Efrain Otero
La Guaira: Un padre e suo figlio sono stati estratti vivi dalle macerie di un edificio crollato domenica, quattro giorni dopo il devastante terremoto di magnitudo 7 che ha colpito il Venezuela.
È stata una scena che ha dato speranza ai soccorritori francesi e statunitensi attivi nella zona, che stanno correndo contro il tempo per trovare altri sopravvissuti.
I soccorritori hanno trasportato la coppia, visibilmente indebolita ed entrambi con indosso maschere, su barelle di stoffa improvvisate attraverso strade disseminate di detriti fino a un’ambulanza in attesa mentre una folla si radunava attorno ai veicoli di emergenza a La Guaira, nel nord del Venezuela.
Lo stato costiero è stato il più colpito dai terremoti di mercoledì (giovedì AEST), che hanno provocato almeno 1.450 morti e migliaia di dispersi.
Il loro salvataggio è arrivato dopo 12 ore di sforzi scrupolosi da parte delle squadre che hanno setacciato le rovine utilizzando telecamere di ricerca specializzate, lavorando con attenzione tra le macerie instabili per raggiungere le vittime intrappolate.
“Sono estremamente deboli, come lo sarebbe qualsiasi paziente rimasto intrappolato sotto le macerie per quattro giorni, quindi stiamo facendo tutto il possibile per reidratarli e somministrare vari farmaci durante il processo di estrazione, che si svolge molto lentamente”, ha detto un membro della Sicurezza civile francese.
La squadra di soccorso in quella zona comprende membri della sicurezza civile francese e soccorritori americani della squadra di ricerca e salvataggio urbano della contea di Fairfax in Virginia, che, il giorno precedente, aveva salvato una madre e il suo bambino di nove mesi.
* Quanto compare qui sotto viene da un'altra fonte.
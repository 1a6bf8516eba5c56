//! Order administration: creation, status transitions, and revenue windows.

use chrono::{NaiveDate, NaiveDateTime, NaiveTime};

use crate::domain::order::{NewOrder, Order, OrderListQuery, OrderStatus};
use crate::repository::{OrderReader, OrderWriter};
use crate::services::{ServiceError, ServiceResult};

/// Records a new pending order for `user_id`. The store stamps the order
/// date; callers only supply the total.
pub fn create_order<R>(repo: &R, user_id: i32, total_cents: i64) -> ServiceResult<Order>
where
    R: OrderWriter + ?Sized,
{
    if total_cents <= 0 {
        return Err(ServiceError::Validation(
            "order total must be positive".into(),
        ));
    }

    repo.create_order(&NewOrder::new(user_id, total_cents))
        .map_err(ServiceError::from)
}

/// Transitions an order out of `Pending`. Accepted and rejected orders are
/// terminal; touching them yields [`ServiceError::InvalidTransition`].
pub fn set_status<R>(repo: &R, order_id: i32, new_status: OrderStatus) -> ServiceResult<Order>
where
    R: OrderWriter + ?Sized,
{
    repo.set_order_status(order_id, new_status)
        .map_err(ServiceError::from)
}

/// Pending orders in arrival order, oldest first.
pub fn list_pending<R>(repo: &R) -> ServiceResult<Vec<Order>>
where
    R: OrderReader + ?Sized,
{
    repo.list_pending_orders().map_err(ServiceError::from)
}

/// All orders, newest first, optionally filtered by user or status.
pub fn list_orders<R>(repo: &R, query: OrderListQuery) -> ServiceResult<Vec<Order>>
where
    R: OrderReader + ?Sized,
{
    repo.list_orders(query).map_err(ServiceError::from)
}

/// Revenue across every order ever placed, regardless of status.
pub fn total_revenue<R>(repo: &R) -> ServiceResult<i64>
where
    R: OrderReader + ?Sized,
{
    repo.total_revenue().map_err(ServiceError::from)
}

/// Revenue for a single calendar day.
pub fn revenue_by_date<R>(repo: &R, date: NaiveDate) -> ServiceResult<i64>
where
    R: OrderReader + ?Sized,
{
    let from = day_start(date);
    let to = date
        .succ_opt()
        .map(day_start)
        .ok_or_else(|| ServiceError::Validation("date out of range".into()))?;

    repo.revenue_between(from, to).map_err(ServiceError::from)
}

/// Revenue for one calendar month.
pub fn revenue_by_month<R>(repo: &R, year: i32, month: u32) -> ServiceResult<i64>
where
    R: OrderReader + ?Sized,
{
    let from = month_start(year, month)?;
    let to = if month == 12 {
        month_start(year + 1, 1)?
    } else {
        month_start(year, month + 1)?
    };

    repo.revenue_between(from, to).map_err(ServiceError::from)
}

/// Revenue for one calendar year.
pub fn revenue_by_year<R>(repo: &R, year: i32) -> ServiceResult<i64>
where
    R: OrderReader + ?Sized,
{
    let from = month_start(year, 1)?;
    let to = month_start(year + 1, 1)?;

    repo.revenue_between(from, to).map_err(ServiceError::from)
}

fn day_start(date: NaiveDate) -> NaiveDateTime {
    date.and_time(NaiveTime::MIN)
}

fn month_start(year: i32, month: u32) -> ServiceResult<NaiveDateTime> {
    NaiveDate::from_ymd_opt(year, month, 1)
        .map(day_start)
        .ok_or_else(|| ServiceError::Validation(format!("invalid revenue window {year}-{month}")))
}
Prima di estrarre i membri della famiglia, i soccorritori hanno preparato flebo endovenose e rimosso i detriti. Altri sono rimasti accanto alle macerie cercando segni di vita e comunicando con i loro
colleghi tra i resti.
Almeno 33 persone sono state salvate durante il fine settimana, anche se decine di migliaia rimangono disperse, aumentando i timori che il tempo stia per scadere per trovare i sopravvissuti.
Il presidente ad interim del Venezuela, Delcy Rodriguez, ha annunciato lunedì che gran parte dello stato di La Guaira è stata ricollegata alla rete elettrica nazionale.
Domenica, Jorge Rodriguez, fratello del presidente ad interim e presidente dell’Assemblea nazionale, ha detto che il bilancio delle vittime è aumentato di 20 persone per raggiungere 1.450. Ha aggiunto che 3.150 persone sono rimaste ferite, 12.721 sono state sfollate e 774 edifici sono crollati.
Secondo gli specialisti, dopo 72 ore da un terremoto, le probabilità di trovare vittime vive sotto le macerie diminuiscono drasticamente.
Sabato il Dipartimento di Stato degli Stati Uniti ha accolto con favore il salvataggio di un neonato da parte delle squadre di soccorso americane, pubblicando un video su X che mostra i soccorritori vestiti con il casco mentre rimuovono dalle macerie il bambino avvolto in una coperta e che piange.
Una squadra di soccorso colombiana ha anche salvato un ragazzo di 11 anni, Moises, che era rimasto intrappolato a circa tre metri di profondità tra le macerie, dopo aver identificato la sua posizione con uno scanner, ha riferito la TV Reuters.
È stato portato via su una barella con un braccio rotto, gli occhi coperti da un panno per proteggerli dallo shock della luce del giorno. Sua madre e sua sorella furono uccise.
I soccorritori messicani che lavoravano in un edificio crollato nella città di Caraballeda hanno salvato un altro ragazzo di 11 anni, Rodriguez ha pubblicato su X sabato sera, mostrando gli equipaggi che trasportavano una piccola figura su una barella fuori dalle macerie.
Nel frattempo, un’interruzione di corrente domenica ha costretto alla chiusura della più grande raffineria di petrolio del Venezuela, la Amuay da 645.000 barili al giorno, anche se l’elettricità è stata successivamente ripristinata, hanno detto i lavoratori di quella struttura e i residenti.
Amuay, che fa parte del Centro di raffinazione del Paraguana da 955.000 barili al giorno, è stata la seconda raffineria senza elettricità dopo due terremoti mortali nel paese.
La nazione sudamericana ha lottato per fornire energia agli impianti industriali, alle raffinerie, alle imprese e ai cittadini in seguito ai terremoti.
Amuay, un importante hub di carburante per la distribuzione nazionale, prima dei terremoti stava trattando circa 137.000 barili giornalieri di greggio.